(Collected data):
[Start of Attachment]
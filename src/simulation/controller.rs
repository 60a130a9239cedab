use rand::Rng;

use crate::simulation::cell::Cell;
use crate::simulation::grid::Grid;
use crate::simulation::history::HistoryStack;
use crate::simulation::rules;
use crate::simulation::stagnation::{self, Stagnation};

/// Whether generations advance on their own
#[derive(Clone, Copy, Debug, Default, PartialEq, Eq)]
pub enum RunState {
    /// Manual stepping
    #[default]
    Idle,
    /// Auto-run, one generation per tick
    Running,
}

/// Discrete user commands, as produced by the input layer
#[derive(Clone, Copy, Debug, PartialEq, Eq)]
pub enum Command {
    Toggle { x: usize, y: usize },
    StepForward,
    StepBackward,
    Reset,
    Randomize,
    /// Start auto-run when idle, stop it when running
    ToggleRun,
}

/// Owns the grid and its history and applies every state transition.
pub struct SimulationController {
    grid: Grid,
    history: HistoryStack,
    state: RunState,
}

impl SimulationController {
    pub fn new(size: usize) -> Self {
        Self {
            grid: Grid::new(size),
            history: HistoryStack::new(),
            state: RunState::Idle,
        }
    }

    pub fn grid(&self) -> &Grid {
        &self.grid
    }

    pub fn generation(&self) -> u64 {
        self.grid.generation()
    }

    pub fn history(&self) -> &HistoryStack {
        &self.history
    }

    pub fn state(&self) -> RunState {
        self.state
    }

    pub fn is_running(&self) -> bool {
        self.state == RunState::Running
    }

    /// Apply a command. While running only `ToggleRun` is accepted.
    /// Returns whether anything changed.
    pub fn handle(&mut self, command: Command) -> bool {
        if self.is_running() {
            return match command {
                Command::ToggleRun => {
                    self.stop();
                    true
                }
                other => {
                    log::debug!("Ignoring {:?} during auto-run", other);
                    false
                }
            };
        }

        match command {
            Command::Toggle { x, y } => self.toggle(x, y),
            Command::StepForward => {
                self.step_forward();
                true
            }
            Command::StepBackward => self.step_backward(),
            Command::Reset => {
                self.reset();
                true
            }
            Command::Randomize => {
                self.randomize();
                true
            }
            Command::ToggleRun => {
                self.run();
                true
            }
        }
    }

    /// Flip one cell; generation and history are unaffected
    pub fn toggle(&mut self, x: usize, y: usize) -> bool {
        self.grid.toggle(x, y)
    }

    pub fn step_forward(&mut self) {
        let next = rules::step(&self.grid);
        self.history.push(std::mem::replace(&mut self.grid, next));
    }

    /// Restore the previous generation. No-op at generation 0.
    pub fn step_backward(&mut self) -> bool {
        if self.grid.generation() == 0 {
            return false;
        }

        match self.history.pop() {
            Ok(previous) => {
                self.grid = previous;
                true
            }
            Err(e) => {
                log::warn!("Cannot rewind generation {}: {}", self.grid.generation(), e);
                false
            }
        }
    }

    /// All cells dead, generation 0, history cleared
    pub fn reset(&mut self) {
        self.grid = Grid::new(self.grid.size());
        self.history.clear();
    }

    pub fn randomize(&mut self) {
        self.randomize_with(&mut rand::thread_rng());
    }

    /// Fair coin per cell; generation and history are kept
    pub fn randomize_with<R: Rng + ?Sized>(&mut self, rng: &mut R) {
        self.grid.set_all(|_, _| Cell::from(rng.gen_bool(0.5)));
    }

    pub fn run(&mut self) {
        if !self.is_running() {
            log::info!("Auto-run started at generation {}", self.generation());
            self.state = RunState::Running;
        }
    }

    pub fn stop(&mut self) {
        if self.is_running() {
            log::info!("Auto-run stopped at generation {}", self.generation());
            self.state = RunState::Idle;
        }
    }

    /// Advance one auto-run generation. Returns the reason when the run
    /// halted on its own; does nothing while idle.
    pub fn tick(&mut self) -> Option<Stagnation> {
        if !self.is_running() {
            return None;
        }

        self.step_forward();

        let halt = stagnation::detect(&self.grid, &self.history)?;
        log::info!(
            "Simulation complete at generation {}: {}, stopping",
            self.generation(),
            halt
        );
        self.state = RunState::Idle;
        Some(halt)
    }
}

#[cfg(test)]
mod tests {
    use super::*;
    use rand::rngs::StdRng;
    use rand::SeedableRng;

    fn with_alive(size: usize, alive: &[(usize, usize)]) -> SimulationController {
        let mut controller = SimulationController::new(size);
        for &(x, y) in alive {
            controller.toggle(x, y);
        }
        controller
    }

    fn assert_history_matches_generation(controller: &SimulationController) {
        assert_eq!(controller.history().len() as u64, controller.generation());
    }

    #[test]
    fn test_initial_state() {
        let controller = SimulationController::new(10);
        assert_eq!(controller.state(), RunState::Idle);
        assert_eq!(controller.generation(), 0);
        assert_eq!(controller.grid().count_alive(), 0);
        assert!(controller.history().is_empty());
    }

    #[test]
    fn test_toggle_leaves_generation_and_history() {
        let mut controller = SimulationController::new(5);
        controller.step_forward();
        assert!(controller.handle(Command::Toggle { x: 1, y: 4 }));
        assert_eq!(controller.grid().get(1, 4), Some(Cell::Alive));
        assert_eq!(controller.generation(), 1);
        assert_history_matches_generation(&controller);

        assert!(!controller.handle(Command::Toggle { x: 5, y: 0 }));
    }

    #[test]
    fn test_step_forward_then_back_round_trip() {
        let mut rng = StdRng::seed_from_u64(42);
        let mut controller = SimulationController::new(8);
        controller.randomize_with(&mut rng);

        for _ in 0..5 {
            controller.step_forward();
            assert_history_matches_generation(&controller);

            let before = controller.grid().clone();
            controller.step_forward();
            assert!(controller.step_backward());
            assert_eq!(controller.grid(), &before);
            assert_history_matches_generation(&controller);
        }
        assert_eq!(controller.generation(), 5);
    }

    #[test]
    fn test_step_backward_at_zero_is_noop() {
        let mut controller = with_alive(5, &[(1, 1), (2, 2)]);
        let before = controller.grid().clone();
        assert!(!controller.handle(Command::StepBackward));
        assert_eq!(controller.grid(), &before);
        assert_eq!(controller.generation(), 0);
    }

    #[test]
    fn test_step_backward_discards_later_edits() {
        let mut controller = with_alive(5, &[(1, 2), (2, 2), (3, 2)]);
        let start = controller.grid().clone();
        controller.step_forward();
        controller.toggle(0, 0);
        controller.step_backward();
        assert_eq!(controller.grid(), &start);
    }

    #[test]
    fn test_reset_from_any_state() {
        let mut rng = StdRng::seed_from_u64(3);
        let mut controller = SimulationController::new(10);
        controller.randomize_with(&mut rng);
        for _ in 0..4 {
            controller.step_forward();
        }

        assert!(controller.handle(Command::Reset));
        assert_eq!(controller.generation(), 0);
        assert!(controller.history().is_empty());
        assert_eq!(controller.grid().count_alive(), 0);
        assert_eq!(controller.grid().size(), 10);
    }

    #[test]
    fn test_randomize_keeps_generation_and_history() {
        let mut rng = StdRng::seed_from_u64(9);
        let mut controller = SimulationController::new(20);
        controller.step_forward();
        controller.step_forward();
        controller.randomize_with(&mut rng);

        assert_eq!(controller.generation(), 2);
        assert_history_matches_generation(&controller);
        // A fair coin over 400 cells lands far from both extremes
        let alive = controller.grid().count_alive();
        assert!(alive > 100 && alive < 300, "alive = {}", alive);
    }

    #[test]
    fn test_run_only_accepts_stop() {
        let mut controller = with_alive(5, &[(1, 1)]);
        assert!(controller.handle(Command::ToggleRun));
        assert!(controller.is_running());

        let before = controller.grid().clone();
        assert!(!controller.handle(Command::StepForward));
        assert!(!controller.handle(Command::Toggle { x: 0, y: 0 }));
        assert!(!controller.handle(Command::Reset));
        assert!(!controller.handle(Command::Randomize));
        assert_eq!(controller.grid(), &before);

        assert!(controller.handle(Command::ToggleRun));
        assert_eq!(controller.state(), RunState::Idle);
    }

    #[test]
    fn test_tick_while_idle_does_nothing() {
        let mut controller = with_alive(5, &[(1, 2), (2, 2), (3, 2)]);
        assert_eq!(controller.tick(), None);
        assert_eq!(controller.generation(), 0);
    }

    #[test]
    fn test_auto_run_halts_on_empty() {
        let mut controller = with_alive(5, &[(2, 2)]);
        controller.run();
        assert_eq!(controller.tick(), Some(Stagnation::Empty));
        assert_eq!(controller.state(), RunState::Idle);
        assert_eq!(controller.generation(), 1);
        assert_history_matches_generation(&controller);
    }

    #[test]
    fn test_auto_run_halts_on_blinker() {
        let mut controller = with_alive(5, &[(1, 2), (2, 2), (3, 2)]);
        controller.run();
        assert_eq!(controller.tick(), None);
        assert!(controller.is_running());
        assert_eq!(controller.tick(), Some(Stagnation::Cycling));
        assert!(!controller.is_running());
        assert_eq!(controller.generation(), 2);
    }

    #[test]
    fn test_auto_run_continues_on_glider() {
        let mut controller = with_alive(20, &[(1, 0), (2, 1), (0, 2), (1, 2), (2, 2)]);
        controller.run();
        for _ in 0..20 {
            assert_eq!(controller.tick(), None);
        }
        assert!(controller.is_running());
        assert_eq!(controller.generation(), 20);
        assert_history_matches_generation(&controller);

        controller.stop();
        assert_eq!(controller.tick(), None);
        assert_eq!(controller.generation(), 20);
    }
}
[End of Attachment]
(What you are asked to do):
Please report only the count of lines in the entries above where the word "derive" appears.

(Task output):
2